Keith Peache

Personal information
- Born: 10 August 1947 (age 79) Lewisham, London, England
- Height: 180 cm (5 ft 11 in)
- Weight: 98 kg (216 lb)

Sport
- Sport: Wrestling

Medal record
Men's freestyle wrestling
Representing England
Commonwealth Games
| Bronze medal – third place | 1986 Edinburgh | +100 kg |

= Keith Peache =

British wrestler

Keith Peache (born 10 August 1947) is a British retired wrestler who competed at two Olympic Games.

== Biography ==
Peache competed at the 1976 Summer Olympics and the 1980 Summer Olympics.

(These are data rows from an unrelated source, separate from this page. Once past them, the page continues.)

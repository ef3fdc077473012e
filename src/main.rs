//! emu16 - CLI entry point
//!
//! `emu16 CODE [DATA]` loads CODE into the code segment and, if given, DATA
//! into the data segment, then runs until `STOP`.
//!
//! Exit status: 0 after `STOP`, 1 on a usage error or if an image fails to
//! load, 2 on an execution fault, 3 if `--max-cycles` runs out first.

use clap::error::ErrorKind;
use clap::Parser;
use emu16::{load_image, Cpu, CpuError, Memory};
use log::info;
use std::path::{Path, PathBuf};
use std::process::ExitCode;

/// Run a program on the 16-bit emulator
#[derive(Parser)]
#[command(name = "emu16")]
#[command(version)]
#[command(about = "Run CODE with DATA as RAM")]
struct Cli {
    /// Code segment image
    code: PathBuf,

    /// Data segment image (zero-filled if omitted)
    data: Option<PathBuf>,

    /// Stop after this many instructions
    #[arg(short, long)]
    max_cycles: Option<u64>,

    /// Write the final register state as JSON to this file
    #[arg(long)]
    dump_state: Option<PathBuf>,
}

const EXIT_LOAD: u8 = 1;
const EXIT_FAULT: u8 = 2;
const EXIT_LIMIT: u8 = 3;

fn main() -> ExitCode {
    env_logger::init();

    let cli = match Cli::try_parse() {
        Ok(cli) => cli,
        Err(e) => match usage_status(&e) {
            Some(status) => {
                let _ = e.print();
                return ExitCode::from(status);
            }
            // --help and --version
            None => e.exit(),
        },
    };

    ExitCode::from(run(&cli))
}

/// Exit status for a command-line parse error, or `None` if clap only wants
/// to print help or version text.
fn usage_status(err: &clap::Error) -> Option<u8> {
    match err.kind() {
        ErrorKind::DisplayHelp | ErrorKind::DisplayVersion => None,
        _ => Some(EXIT_LOAD),
    }
}

fn run(cli: &Cli) -> u8 {
    let code = match load_image(&cli.code) {
        Ok(mem) => mem,
        Err(e) => {
            eprintln!("{e}");
            return EXIT_LOAD;
        }
    };

    let data = match &cli.data {
        Some(path) => match load_image(path) {
            Ok(mem) => mem,
            Err(e) => {
                eprintln!("{e}");
                return EXIT_LOAD;
            }
        },
        None => Memory::new(),
    };

    let mut cpu = Cpu::new(code, data);

    let result = match cli.max_cycles {
        Some(max) => cpu.run_limited(max),
        None => cpu.run(),
    };

    if let Some(path) = &cli.dump_state {
        if let Err(e) = dump_state(&cpu, path) {
            eprintln!("failed to write {}: {e}", path.display());
        }
    }

    match &result {
        Ok(cycles) if cpu.is_halted() => info!("Halted after {cycles} instructions"),
        Ok(cycles) => eprintln!(
            "cycle limit reached after {cycles} instructions (pc={:#06x})",
            cpu.regs.pc
        ),
        Err(CpuError::Fault(fault)) => eprintln!("{fault}"),
        Err(e) => eprintln!("{e}"),
    }

    exit_status(&result, cpu.is_halted())
}

/// Map the outcome of a run to the process exit status.
fn exit_status(result: &Result<u64, CpuError>, halted: bool) -> u8 {
    match result {
        Ok(_) if halted => 0,
        Ok(_) => EXIT_LIMIT,
        Err(_) => EXIT_FAULT,
    }
}

fn dump_state(cpu: &Cpu, path: &Path) -> std::io::Result<()> {
    let json = serde_json::to_string_pretty(&cpu.snapshot())?;
    std::fs::write(path, json + "\n")
}
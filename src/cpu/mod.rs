//! CPU emulation.
//!
//! The machine is a small 16-bit register machine:
//! - separate 64 KiB code and data segments, the data segment also holding the stack
//! - four general registers with byte views, plus stack pointer, program counter,
//!   flags and a scratch register
//! - fixed 16-bit instruction words with optional inline immediates

pub mod alu;
pub mod decode;
pub mod execute;
pub mod flags;
pub mod memory;
pub mod registers;

pub use decode::{decode, DecodeError, Instruction, Opcode};
pub use execute::{Cpu, CpuError, CpuState, Fault, FaultKind, Segment, Snapshot};
pub use flags::Flags;
pub use memory::{Memory, MemoryError, SEGMENT_SIZE};
pub use registers::{Registers, Width};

He represented England finishing in fourth place in the 100 kg heavyweight division, at the 1978 Commonwealth Games in Edmonton, Canada. Four years later he once again finished just outside the medals when finishing fourth again for England, at the 1982 Commonwealth Games in Brisbane, Australia. He finally won a medal (a bronze) in the +100 kg super-heavyweight division at the 1986 Commonwealth Games in Edinburgh, Scotland.

Peache was an eleven-times winner of the British Wrestling Championships at light-heavyweight in 1980 and at heavyweight in 1974, 1975, 1977, 1978, 1981, 1982, 1984 and 1985 and at super-heavyweight in 1983 and 1986.